Researchers are gaining insights into how schizophrenia develops by studying the strongest known genetic risk factor. When a small portion of chromosome 3 is missing, called 3q29 deletion syndrome, it increases the risk for schizophrenia by about 40-fold.
By analyzing how patterns of altered gene activity overlap in two models of 3q29 deletion syndrome – in mice and in human brain organoids – scientists have spotted an unexpected change in brain cells: impaired mitochondrial function.
The findings converge with work on another genetic risk factor for schizophrenia, 22q11 deletion syndrome or DiGeorge syndrome, which has also been found to involve disrupted mitochondrial function.
The results are published in Science Advances.
“For genetic variants associated with schizophrenia, we want to understand the primary pathology at the cellular level,” says co-lead author Ryan Purcell, PhD, assistant professor of cell biology at Emory University School of Medicine. “This gives us a foothold, which may help cut through schizophrenia’s polygenic complexity and better understand the neurobiology.”
The research came out of a collaboration between researchers at Emory and Rutgers. At Emory, the collaboration included the laboratories of co-senior author Gary Bassell PhD, Steven Sloan PhD and Victor Faundez MD, PhD. The co-lead author is Emory postdoctoral fellow Esra Sefik PhD, now at Princeton.
Co-senior author Jennifer Mulle PhD, and colleagues first showed that 3q29 deletion was a risk factor for schizophrenia in 2010. Previously at Emory, Mulle is associate professor of psychiatry, neuroscience and cell biology at Rutgers.
"Our data give strong support to the hypothesis that mitochondrial dysregulation is a contributor to the development of schizophrenia," Mulle says. "The interplay between mitochondrial dynamics and neuronal maturation is an important area for additional detailed and rigorous study. "
3q29 deletion syndrome has an estimated prevalence of about 1 in 30,000. In addition to increasing the risk for schizophrenia, 3q29 deletion can include intellectual disability, autism spectrum disorder and congenital heart defects.
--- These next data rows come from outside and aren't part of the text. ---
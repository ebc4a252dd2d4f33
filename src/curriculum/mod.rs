//! Curriculum registry - the static roadmap content and read-only access to it
//!
//! The content itself lives in `data` as static tables; `registry` wraps
//! them behind the lookup operations the resolver and the UI consume.

pub mod data;
pub mod model;
pub mod registry;

pub use model::{CodeExample, ContentRecord, InteractiveTool, LearningPoint, Step, StepId};
pub use registry::CurriculumRegistry;
pub const DS_ALGO: ContentRecord = ContentRecord {
    title: "Data Structures & Algorithms Explained",
    description: "A strong foundation in Data Structures and Algorithms is critical for writing efficient and optimized code. Below is a conceptual overview of the most important topics, with typical complexities for each.",
    learning_points: &[
        LearningPoint {
            title: "Big O Notation",
            description: "Big O notation is used to describe the performance or complexity of an algorithm. It specifically describes the worst-case scenario, and can be used to describe the execution time required or the space used (e.g., in memory or on disk) by an algorithm.",
            examples: &[
                CodeExample {
                    description: "Common complexity classes, from fastest-growing to slowest.",
                    code: "Constant:    O(1)\nLogarithmic: O(log n)\nLinear:      O(n)\nQuadratic:   O(n\u{b2})\nExponential: O(2\u{207f})",
                },
            ],
        },
        LearningPoint {
            title: "Arrays",
            description: "An array is a collection of items stored at contiguous memory locations. It's the simplest data structure where each element can be randomly accessed using its index number. Fast O(1) random access and cache friendly, but fixed size with O(n) insertion and deletion in the middle.",
            examples: &[
                CodeExample {
                    description: "Typical complexities.",
                    code: "Access: O(1)  Search: O(n)  Insertion: O(n)  Deletion: O(n)",
                },
            ],
        },
        LearningPoint {
            title: "Linked Lists",
            description: "A linked list is a linear data structure where elements are not stored at contiguous memory locations. The elements are linked using pointers. Dynamic in size with O(1) insertion and deletion at the ends, but slow O(n) random access and extra memory for pointers.",
            examples: &[
                CodeExample {
                    description: "Typical complexities.",
                    code: "Access: O(n)  Search: O(n)  Insertion: O(1)  Deletion: O(1)",
                },
            ],
        },
        LearningPoint {
            title: "Stacks",
            description: "A stack is a linear data structure that follows a particular order in which the operations are performed. The order is LIFO (Last In, First Out). Think of it as a stack of plates. Stacks manage function calls (the call stack) and are simple and fast, though limited in functionality.",
            examples: &[
                CodeExample {
                    description: "Typical complexities.",
                    code: "Access: O(n)  Search: O(n)  Insertion: O(1)  Deletion: O(1)",
                },
            ],
        },
        LearningPoint {
            title: "Queues",
            description: "A queue is a linear data structure that follows a particular order in which the operations are performed. The order is FIFO (First In, First Out). Think of it as a checkout line. Useful whenever ordered processing is required.",
            examples: &[
                CodeExample {
                    description: "Typical complexities.",
                    code: "Access: O(n)  Search: O(n)  Insertion: O(1)  Deletion: O(1)",
                },
            ],
        },
        LearningPoint {
            title: "Hash Maps (Dictionaries)",
            description: "A Hash Map (or Hash Table) is a data structure that stores key-value pairs. It uses a hash function to compute an index into an array of buckets or slots, from which the desired value can be found. Very fast average case for insertion, deletion, and search, but the worst case is O(n) and iteration order is undefined.",
            examples: &[
                CodeExample {
                    description: "Typical complexities.",
                    code: "Access: O(1) avg  Search: O(1) avg  Insertion: O(1) avg  Deletion: O(1) avg",
                },
            ],
        },
        LearningPoint {
            title: "Trees",
            description: "A tree is a hierarchical data structure that consists of nodes connected by edges. Each tree has a root node, and every node (excluding the root) is connected to exactly one parent node. Efficient for searching when balanced; performance degrades in unbalanced trees.",
            examples: &[
                CodeExample {
                    description: "Typical complexities (balanced).",
                    code: "Access: O(log n)  Search: O(log n)  Insertion: O(log n)  Deletion: O(log n)",
                },
            ],
        },
        LearningPoint {
            title: "Binary Search Trees (BST)",
            description: "A Binary Search Tree is a special type of tree where for each node, all values in its left subtree are less than its value, and all values in its right subtree are greater. This property keeps keys in sorted order and allows for efficient searching, though an unbalanced BST degrades to O(n).",
            examples: &[
                CodeExample {
                    description: "Typical complexities (balanced).",
                    code: "Access: O(log n)  Search: O(log n)  Insertion: O(log n)  Deletion: O(log n)",
                },
            ],
        },
        LearningPoint {
            title: "Heaps",
            description: "A Heap is a special tree-based data structure that satisfies the heap property: in a max heap, for any given node C, if P is a parent of C, then the key of P is greater than or equal to the key of C. It's commonly used for implementing Priority Queues. Finding the min/max is O(1), but searching for an arbitrary element is O(n).",
            examples: &[
                CodeExample {
                    description: "Typical complexities.",
                    code: "Find min/max: O(1)  Search: O(n)  Insertion: O(log n)  Deletion: O(log n)",
                },
            ],
        },
        LearningPoint {
            title: "Tries (Prefix Trees)",
            description: "A Trie, or prefix tree, is a tree-like data structure that proves to be very efficient for retrieving information in a dataset of strings. It's often used for autocomplete and spell-checker features. Very fast for prefix-based searches but can be memory intensive.",
            examples: &[
                CodeExample {
                    description: "Typical complexities (L is the key length).",
                    code: "Search: O(L)  Insertion: O(L)  Deletion: O(L)",
                },
            ],
        },
        LearningPoint {
            title: "Graphs",
            description: "A graph is a non-linear data structure consisting of nodes (or vertices) and edges that connect them. Graphs are used to model networks, such as social networks, maps, and the internet. They can model complex real-world relationships, though some graph algorithms are very slow.",
            examples: &[
                CodeExample {
                    description: "Typical complexities (V vertices, E edges).",
                    code: "Storage: O(V+E)  Add vertex: O(1)  Add edge: O(1)  Search: O(V+E)",
                },
            ],
        },
        LearningPoint {
            title: "Union-Find (Disjoint Set)",
            description: "A Union-Find (or Disjoint Set Union) data structure keeps track of a set of elements partitioned into a number of disjoint (non-overlapping) subsets. It provides two main operations: `find` (determine which subset an element is in) and `union` (join two subsets). Nearly constant-time operations make it perfect for dynamic connectivity problems like cycle detection in graphs.",
            examples: &[
                CodeExample {
                    description: "Typical complexities (\u{3b1} is the inverse Ackermann function).",
                    code: "Find: O(\u{3b1}(n))  Union: O(\u{3b1}(n))  Make set: O(1)",
                },
            ],
        },
    ],
};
The effect of 3q29 deletion on schizophrenia risk is more than any single known gene variant, but the contributions of individual genes within the deletion are still being unraveled.
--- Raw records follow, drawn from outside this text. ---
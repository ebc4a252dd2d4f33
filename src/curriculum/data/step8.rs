//! Step 8 - Observability & Evaluation

use crate::curriculum::model::{CodeExample, ContentRecord, LearningPoint};

/// Instrumentation gets a dedicated detail page, so its record is named.
pub const AGENT_INSTRUMENTATION: ContentRecord = ContentRecord {
    title: "AI Agent Instrumentation Explained",
    description: "Instrumentation is the process of adding code to your application to record key events, metrics, and data, which can then be sent to an observability platform. For AI agents, this means logging every thought, tool call, and observation to make the agent's behavior transparent and debuggable.",
    learning_points: &[
        LearningPoint {
            title: "What to Instrument",
            description: "You should log: 1. The start and end of every agent run. 2. Every tool the agent calls, along with the input arguments. 3. The output (observation) received from every tool call. 4. The agent's internal 'thoughts' or reasoning steps, if available. 5. Any errors that occur.",
            examples: &[],
        },
        LearningPoint {
            title: "Implementation with Callbacks or Decorators",
            description: "Orchestration frameworks often provide a callback system for this. Alternatively, you can use decorators in Python to wrap your tool functions and automatically log their execution.",
            examples: &[
                CodeExample {
                    description: "Using a Python decorator to automatically log any tool call.",
                    code: r#"import functools

# In a real app, this would log to a platform like LangSmith
def log_tool_call(func):
    @functools.wraps(func)
    def wrapper(*args, **kwargs):
        print(f"--- Calling tool: {func.__name__} with args: {args}, kwargs: {kwargs} ---")
        try:
            result = func(*args, **kwargs)
            print(f"--- Tool {func.__name__} returned: {result} ---")
            return result
        except Exception as e:
            print(f"--- Tool {func.__name__} failed with error: {e} ---")
            raise
    return wrapper

@log_tool_call
def search_engine(query: str):
    # ... actual search logic ...
    return f"Search results for '{query}'"

# When this is called by an agent, the logs are automatically printed.
# search_engine(query="AI agents")"#,
                },
            ],
        },
    ],
};

pub static DETAILS: &[(&str, ContentRecord)] = &[
    (
        "LLM-as-a-judge",
        ContentRecord {
            title: "LLM-as-a-Judge Explained",
            description: "Manual evaluation of LLM outputs is slow and expensive. The 'LLM-as-a-Judge' pattern uses a powerful, state-of-the-art LLM (the 'judge') to evaluate the quality of another model's output based on a set of criteria. This allows for scalable and automated evaluation.",
            learning_points: &[
                LearningPoint {
                    title: "How It Works",
                    description: "You create a prompt that provides the judge LLM with the original query, the generated answer, a reference answer (if available), and a rubric for scoring. The judge then provides a score and a rationale, which can be returned in a structured format like JSON.",
                    examples: &[
                        CodeExample {
                            description: "A prompt template for an LLM judge evaluating the helpfulness of a chatbot's response.",
                            code: r#"import { GoogleGenAI, Type } from "@google/genai";

async function evaluateResponse(query, response) {
  const ai = new GoogleGenAI({ apiKey: process.env.API_KEY });

  const evaluationPrompt = `
You are an impartial AI evaluator. Your task is to assess the quality of a chatbot's response to a user query.

[USER QUERY]
${query}

[CHATBOT RESPONSE]
${response}

[EVALUATION CRITERIA]
1. Helpfulness: Does the response directly and completely answer the user's question?
2. Clarity: Is the response easy to understand?
3. Safety: Is the response free of harmful or inappropriate content?

[TASK]
Provide a score from 1 (poor) to 5 (excellent) for each criterion and a brief justification for your scores.
`;

  const result = await ai.models.generateContent({
    model: 'gemini-2.5-pro', // A powerful model is needed for judging
    contents: evaluationPrompt,
    config: {
      responseMimeType: "application/json",
      responseSchema: {
        type: Type.OBJECT,
        properties: {
          helpfulness_score: { type: Type.INTEGER },
          clarity_score: { type: Type.INTEGER },
          safety_score: { type: Type.INTEGER },
          justification: { type: Type.STRING }
        }
      }
    }
  });

  return JSON.parse(result.text);
}

// const evaluation = await evaluateResponse("How do I reset my password?", "You can reset it in your account settings.");
// console.log(evaluation);"#,
                        },
                    ],
                },
            ],
        },
    ),
    (
        "Multi-turn evals",
        ContentRecord {
            title: "Multi-turn Evaluations Explained",
            description: "Evaluating single Q&A pairs is not enough for conversational AI. Multi-turn evaluations assess the agent's performance over an entire conversation, focusing on its ability to maintain context, handle follow-up questions, and achieve a goal over several interactions.",
            learning_points: &[
                LearningPoint {
                    title: "Key Metrics for Conversational Evals",
                    description: "Beyond single-response quality, you need to measure: 1. **Coherence:** Does the conversation flow logically? 2. **Context Retention:** Does the agent remember information from earlier turns? 3. **Goal Completion:** Did the agent successfully help the user achieve their goal (e.g., booking a flight)?",
                    examples: &[],
                },
                LearningPoint {
                    title: "Creating a Multi-turn Evaluation Dataset",
                    description: "These datasets consist of entire conversation transcripts, often with annotations at each turn. The final outcome is labeled as a success or failure.",
                    examples: &[
                        CodeExample {
                            description: "An example entry in a multi-turn evaluation dataset.",
                            code: r#"{
  "conversation_id": "conv-123",
  "goal": "Find a pet-friendly hotel in Paris for 3 nights.",
  "final_outcome": "Success",
  "turns": [
    {
      "speaker": "user",
      "text": "Hi, I need a hotel in Paris."
    },
    {
      "speaker": "agent",
      "text": "Certainly! When are you looking to travel and for how many nights?"
    },
    {
      "speaker": "user",
      "text": "Next month for 3 nights. And it must be pet-friendly."
    },
    {
      "speaker": "agent",
      "text": "I've found three pet-friendly hotels in Paris for you. Would you like to hear about them?",
      "context_used": ["Paris", "3 nights", "pet-friendly"]
    }
  ]
}"#,
                        },
                    ],
                },
            ],
        },
    ),
    (
        "AI Agent Evaluation",
        ContentRecord {
            title: "AI Agent Evaluation Explained",
            description: "Evaluating agents is more complex than evaluating simple text generation. You must assess not only the final answer but also the *process* the agent took to get there, specifically its reasoning and tool usage.",
            learning_points: &[
                LearningPoint {
                    title: "Trajectory Evaluation",
                    description: "Instead of just looking at the final output, you evaluate the agent's entire 'trajectory' of thoughts, actions, and observations. The key questions are: Did the agent choose the right tool? Did it use the tool with the correct arguments? Was its reasoning sound?",
                    examples: &[],
                },
                LearningPoint {
                    title: "Example Agent Trajectory and Evaluation",
                    description: "Consider an agent tasked with finding the capital of France. A good trajectory is evaluated, not just the final answer.",
                    examples: &[
                        CodeExample {
                            description: "A trace of the agent's internal monologue and actions (its trajectory).",
                            code: r#"// Agent Goal: "What is the capital of France?"

// Trajectory:
// 1. Thought: "I need to find the capital of a country. The 'search' tool is appropriate for this." (Correct Reasoning)
// 2. Action: search(query="capital of France") (Correct Tool Use)
// 3. Observation: "The capital of France is Paris."
// 4. Final Answer: "The capital of France is Paris." (Correct Final Answer)

// --- Evaluation ---
// Reasoning Correct: Yes
// Tool Choice Correct: Yes
// Tool Arguments Correct: Yes
// Final Answer Correct: Yes
// Overall Outcome: SUCCESS"#,
                        },
                        CodeExample {
                            description: "A bad trajectory, even if the final answer is right by chance.",
                            code: r#"// Agent Goal: "What is the capital of France?"

// Trajectory:
// 1. Thought: "I need to do a math calculation." (Incorrect Reasoning)
// 2. Action: calculator(expression="1 + 1") (Incorrect Tool Use)
// 3. Observation: "2"
// 4. Final Answer: "The capital of France is Paris." (Hallucinated/Un-grounded)

// --- Evaluation ---
// Reasoning Correct: No
// Tool Choice Correct: No
// Overall Outcome: FAILURE"#,
                        },
                    ],
                },
            ],
        },
    ),
    (
        "Component-level evals",
        ContentRecord {
            title: "Component-level Evaluations Explained",
            description: "A complex AI system like a RAG pipeline is composed of multiple components (retriever, reranker, generator). Evaluating the system end-to-end is important, but to truly diagnose problems, you must evaluate each component in isolation.",
            learning_points: &[
                LearningPoint {
                    title: "Evaluating the Retriever",
                    description: "The goal of the retriever is to find relevant documents. Key metrics are: 1. **Hit Rate:** Did the retriever find the correct document containing the answer among its top K results? 2. **Mean Reciprocal Rank (MRR):** Measures how high up in the ranking the correct document was.",
                    examples: &[
                        CodeExample {
                            description: "You need a dataset of questions and the corresponding correct document IDs.",
                            code: r#"// Eval Dataset Entry:
{
  "question": "What is a vector database?",
  "correct_document_id": "doc-vdb-001"
}

// Test Run:
const retrieved_ids = retriever.search("What is a vector database?");
// -> ["doc-rag-002", "doc-vdb-001", "doc-llm-003"]

// Evaluation:
// Hit Rate: Yes (doc-vdb-001 is in the list)
// Reciprocal Rank: 1/2 (since it's the 2nd result)"#,
                        },
                    ],
                },
                LearningPoint {
                    title: "Evaluating the Generator",
                    description: "The generator's job is to create an answer based *only* on the provided context. Key metrics, often evaluated by an LLM-as-a-Judge, are: 1. **Faithfulness:** Does the answer stick to the information given in the context, without hallucinating? 2. **Answer Relevance:** Is the answer relevant to the user's question?",
                    examples: &[],
                },
            ],
        },
    ),
    (
        "Observability platforms",
        ContentRecord {
            title: "Observability Platforms Explained",
            description: "Standard logging is not enough for complex, non-deterministic AI systems. Observability platforms like LangSmith, Arize AI, or Weights & Biases provide specialized tools for tracing, monitoring, and debugging LLM applications.",
            learning_points: &[
                LearningPoint {
                    title: "Tracing",
                    description: "The core feature of these platforms is tracing. A 'trace' captures the entire lifecycle of a request, including all nested LLM calls, tool uses, and RAG component executions. This gives you a hierarchical view of what happened, making it easy to pinpoint errors and performance bottlenecks.",
                    examples: &[
                        CodeExample {
                            description: "A conceptual representation of a trace for a RAG query.",
                            code: r#"Trace: "What is a cross-encoder?"
  - duration: 1500ms
  - Retriever (150ms)
    - Query: "What is a cross-encoder?"
    - Retrieved Docs: [doc-A, doc-B, doc-C]
  - Reranker (300ms)
    - Input Docs: [doc-A, doc-B, doc-C]
    - Reranked Docs: [doc-C, doc-A]
  - LLM Call (1050ms)
    - Prompt: "Context: [doc-C, doc-A]... Question: ..."
    - Response: "A cross-encoder is a model...""#,
                        },
                    ],
                },
                LearningPoint {
                    title: "Monitoring and Analytics",
                    description: "These platforms also allow you to monitor key metrics over time, such as latency, cost per request, and user feedback scores. You can set up dashboards and alerts to be notified of performance regressions or spikes in errors.",
                    examples: &[],
                },
            ],
        },
    ),
    ("AI Agent instrumentation", AGENT_INSTRUMENTATION),
];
The finding that various schizophrenia-associated chromosomal deletions converge on mitochondria runs counter to an expectation in the field that such mutations should alter proteins engaged in synapses: the connections between neurons. However, mitochondria are critical for energy-hungry synapses’ function – so these models may not be in conflict. Further work is needed to know whether mitochondria at synapses are particularly vulnerable, Bassell says.
Finding that 3q29 cells have dysregulated mitochondria was also surprising because only one of the 22 genes in the deletion encodes a protein located in mitochondria. In contrast, the 22q11 deletion contains several genes encoding mitochondrial proteins. The 3q29 gene involved may instead regulate the production or importation of mitochondrial proteins, Purcell says.
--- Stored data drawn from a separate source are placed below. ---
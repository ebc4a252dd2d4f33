//! Step 7 - Infrastructure

use crate::curriculum::model::{CodeExample, ContentRecord, LearningPoint};

pub static DETAILS: &[(&str, ContentRecord)] = &[
    (
        "CI/CD",
        ContentRecord {
            title: "CI/CD for AI Systems",
            description: "Continuous Integration/Continuous Deployment (CI/CD) automates the build, test, and deployment pipeline. For AI systems, this goes beyond typical software testing to include model evaluation, data validation, and prompt testing, ensuring that changes improve, rather than degrade, system performance.",
            learning_points: &[
                LearningPoint {
                    title: "What is CI/CD?",
                    description: "CI (Continuous Integration) is the practice of frequently merging code changes into a central repository, after which automated builds and tests are run. CD (Continuous Deployment) is the practice of automatically deploying all code changes that pass the CI stage to a production environment. This creates a fast and reliable release cycle.",
                    examples: &[],
                },
                LearningPoint {
                    title: "A CI/CD Pipeline for a RAG Application",
                    description: "An AI-specific CI/CD pipeline includes unique steps. Alongside standard code linting and unit tests, you need to run an evaluation suite against your RAG pipeline or agent to check for regressions in quality.",
                    examples: &[
                        CodeExample {
                            description: "A conceptual GitHub Actions workflow. This automates testing, evaluation, and deployment.",
                            code: r#"name: AI App CI/CD

on:
  push:
    branches: [ main ]

jobs:
  build-and-deploy:
    runs-on: ubuntu-latest
    steps:
    - name: Checkout code
      uses: actions/checkout@v3

    - name: Set up Python
      uses: actions/setup-python@v4
      with:
        python-version: '3.10'

    - name: Install dependencies
      run: pip install -r requirements.txt

    - name: Run Unit Tests
      run: pytest tests/unit

    - name: Run AI Evaluations
      # This step runs a script that tests the RAG pipeline against a golden dataset
      run: python -m scripts.run_evals --dataset ./evals/dataset.json

    - name: Build and push Docker image
      uses: docker/build-push-action@v4
      with:
        context: .
        push: true
        tags: my-registry/my-ai-app:latest"#,
                        },
                    ],
                },
            ],
        },
    ),
    (
        "Containerization",
        ContentRecord {
            title: "Containerization (Docker)",
            description: "Containerization packages an application and all its dependencies into a single, isolated unit called a container. Docker is the industry standard for this. It ensures that your AI application runs identically and reliably, regardless of the environment, be it a developer's laptop or a production server.",
            learning_points: &[
                LearningPoint {
                    title: "Why Use Containers?",
                    description: "Containers solve the 'it works on my machine' problem. By bundling the code, Python version, system libraries, and dependencies together, you create a portable artifact that is easy to deploy, scale, and manage.",
                    examples: &[],
                },
                LearningPoint {
                    title: "Creating a Dockerfile for an AI App",
                    description: "A `Dockerfile` is a text file that contains the instructions for building a Docker image. It specifies the base image, copies your application code, installs dependencies, and defines the command to run when the container starts.",
                    examples: &[
                        CodeExample {
                            description: "A simple Dockerfile for a Python FastAPI application.",
                            code: r#"# Use an official Python runtime as a parent image
FROM python:3.10-slim

# Set the working directory in the container
WORKDIR /app

# Copy the requirements file and install dependencies
COPY requirements.txt .
RUN pip install --no-cache-dir -r requirements.txt

# Copy the rest of the application's code
COPY . .

# Expose the port the app runs on
EXPOSE 8000

# Define the command to run the application
CMD ["uvicorn", "main:app", "--host", "0.0.0.0", "--port", "8000"]"#,
                        },
                    ],
                },
            ],
        },
    ),
    (
        "Kubernetes",
        ContentRecord {
            title: "Kubernetes for AI",
            description: "Kubernetes is an open-source container orchestration platform that automates the deployment, scaling, and management of containerized applications. For AI/ML workloads, it provides the scalability and resilience needed to serve models in production reliably.",
            learning_points: &[
                LearningPoint {
                    title: "Core Concepts: Pods, Deployments, and Services",
                    description: "A 'Pod' is the smallest deployable unit in Kubernetes and can contain one or more containers. A 'Deployment' manages a set of replica Pods, ensuring that a specified number are always running and handling automated rollouts. A 'Service' provides a stable network endpoint (like an IP address) to access the Pods in a Deployment.",
                    examples: &[],
                },
                LearningPoint {
                    title: "Deploying an AI App on Kubernetes",
                    description: "You define your desired state using YAML configuration files. This example shows a Deployment to run 3 replicas of our AI app's container and a Service to expose it to the internet.",
                    examples: &[
                        CodeExample {
                            description: "A simplified Kubernetes manifest (`deployment.yaml`).",
                            code: r#"apiVersion: apps/v1
kind: Deployment
metadata:
  name: ai-app-deployment
spec:
  replicas: 3 # Run 3 instances of our app for high availability
  selector:
    matchLabels:
      app: ai-app
  template:
    metadata:
      labels:
        app: ai-app
    spec:
      containers:
      - name: ai-app-container
        image: my-registry/my-ai-app:latest # The Docker image we built
        ports:
        - containerPort: 8000
---
apiVersion: v1
kind: Service
metadata:
  name: ai-app-service
spec:
  type: LoadBalancer # Exposes the service externally
  selector:
    app: ai-app
  ports:
    - protocol: TCP
      port: 80
      targetPort: 8000"#,
                        },
                    ],
                },
            ],
        },
    ),
    (
        "Cloud Services",
        ContentRecord {
            title: "Cloud Services (AWS, GCP, Azure)",
            description: "Major cloud providers offer a vast suite of services that are essential for building and deploying AI applications. These services provide scalable infrastructure for data storage, computation, model training, and deployment, so you don't have to build it all yourself.",
            learning_points: &[
                LearningPoint {
                    title: "Key Service Categories",
                    description: "1. **Storage:** Services like Amazon S3, Google Cloud Storage (GCS), and Azure Blob Storage are used to store datasets, documents for RAG, and model artifacts. 2. **Compute:** Virtual machines (EC2, Compute Engine) for general tasks, and specialized GPU instances for training and inference. 3. **Managed AI/ML Platforms:** Services like AWS SageMaker, Google Vertex AI, and Azure Machine Learning provide end-to-end MLOps capabilities, from data labeling to model hosting.",
                    examples: &[],
                },
                LearningPoint {
                    title: "Interacting with Cloud Services via SDKs",
                    description: "You typically interact with cloud services programmatically using their Software Development Kits (SDKs). This allows your application to do things like fetch documents from a storage bucket to use in a RAG pipeline.",
                    examples: &[
                        CodeExample {
                            description: "A Python example using AWS's `boto3` SDK to list files in an S3 bucket.",
                            code: r#"import boto3

# Initialize the S3 client
s3 = boto3.client('s3')

# The name of the bucket containing your knowledge base
bucket_name = 'my-rag-knowledge-base'

# List the first 10 objects in the bucket
response = s3.list_objects_v2(Bucket=bucket_name, MaxKeys=10)

for obj in response.get('Contents', []):
    print(f"Found document: {obj['Key']}")"#,
                        },
                    ],
                },
            ],
        },
    ),
    (
        "LLM deployment",
        ContentRecord {
            title: "LLM Deployment Strategies",
            description: "Deploying and serving LLMs efficiently is a significant engineering challenge due to their large size and high computational requirements. Specialized strategies and tools are needed to achieve low latency and high throughput in production.",
            learning_points: &[
                LearningPoint {
                    title: "Model Quantization",
                    description: "Quantization is the process of reducing the precision of the model's weights, typically from 16-bit floating-point (FP16) to 8-bit integers (INT8) or even 4-bit. This can dramatically reduce the model's memory footprint (VRAM usage) and increase inference speed, often with only a small impact on accuracy.",
                    examples: &[],
                },
                LearningPoint {
                    title: "Optimized Inference Servers",
                    description: "Standard web servers are not equipped to handle LLM inference. Specialized servers like vLLM or Text Generation Inference (TGI) are designed for this. They implement advanced techniques like PagedAttention and continuous batching to maximize GPU utilization and serve many concurrent requests efficiently.",
                    examples: &[
                        CodeExample {
                            description: "Using a client to connect to an optimized inference server. The server handles all the complexity of running the model efficiently.",
                            code: r#"import requests

# The endpoint of your deployed TGI or vLLM server
INFERENCE_SERVER_URL = "http://localhost:8080/generate"

# The client sends a simple request
response = requests.post(INFERENCE_SERVER_URL, json={
  "inputs": "What is Kubernetes?",
  "parameters": {
    "max_new_tokens": 256
  }
})

# The server returns the generated text
generated_text = response.json()["generated_text"]
print(generated_text)"#,
                        },
                    ],
                },
            ],
        },
    ),
    (
        "Model Routing",
        ContentRecord {
            title: "Model Routing",
            description: "A model router, or gateway, is a service that intelligently directs an incoming request to the most appropriate LLM from a pool of available models. This allows you to optimize for cost, latency, and performance by using the right tool for the right job.",
            learning_points: &[
                LearningPoint {
                    title: "Why Use a Router?",
                    description: "Not all tasks require your most powerful (and expensive) model. A simple classification task can be handled by a cheap, fast model, while a complex reasoning task might need a state-of-the-art model. A router makes this decision automatically.",
                    examples: &[],
                },
                LearningPoint {
                    title: "Implementing a Simple Router",
                    description: "The logic for a router can be simple rule-based logic or even another LLM call. This example shows a rule-based router that selects a model based on the complexity of the user's query.",
                    examples: &[
                        CodeExample {
                            description: "A conceptual Python function for a model router.",
                            code: r#"def route_request(prompt):
    """Selects the best model for a given prompt."""

    # Simple task detection
    simple_keywords = ["classify", "translate", "summarize in 5 words"]
    if any(keyword in prompt.lower() for keyword in simple_keywords):
        print("Routing to: gemini-2.5-flash (fast & cheap)")
        return "gemini-2.5-flash"

    # Complex task detection
    complex_keywords = ["code", "reason step-by-step", "analyze the following"]
    if any(keyword in prompt.lower() for keyword in complex_keywords):
        print("Routing to: gemini-2.5-pro (powerful & smart)")
        return "gemini-2.5-pro"

    # Default model for general chat
    print("Routing to: gemini-2.5-flash (default)")
    return "gemini-2.5-flash"

# Example usage:
# model_to_use = route_request("Please write python code to call an API.")
# -> Routing to: gemini-2.5-pro (powerful & smart)"#,
                        },
                    ],
                },
            ],
        },
    ),
];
Mitochondria are found in every cell -- they consume oxygen to produce energy in the form of ATP (adenosine triphosphate). Mitochondria have their own genomes, but most of the proteins found inside them are encoded by genes in the cell’s nucleus.
As a result of altered mitochondrial function, 3q29 cells lack metabolic flexibility, meaning that they have difficulty adapting to changes in sources of energy. This may interfere with neuronal development, because maturing neurons need to switch to relying more on mitochondria for energy as they differentiate. Supported by a recently awarded grant, Purcell is now assessing whether cells from people with 22q11 also display the same metabolic inflexibility.
“Eventually, we want to understand which cellular changes like these are linked to specific clinical outcomes, which could help in designing more effective therapeutic strategies,” Purcell says.
The results reported in Science Advances illustrate how 3q29 deletion affects the whole body, not just the brain; the effects on mitochondria are seen in kidney cells as well as in brain cells. Individuals with 3q29 deletion syndrome also tend to be smaller in size than typical, possibly because of altered fat metabolism.
The research was supported by the Brain & Behavior Research Foundation and the National Institute of Mental Health (F32MH124273, R56MH116994, R01MH110701, R01MH118534), along with the Georgia Clinical & Translational Science Alliance, an I3 (Imagine, Innovate and Innovate) grant from the Emory University School of Medicine and a gift from the Woodruff Fund.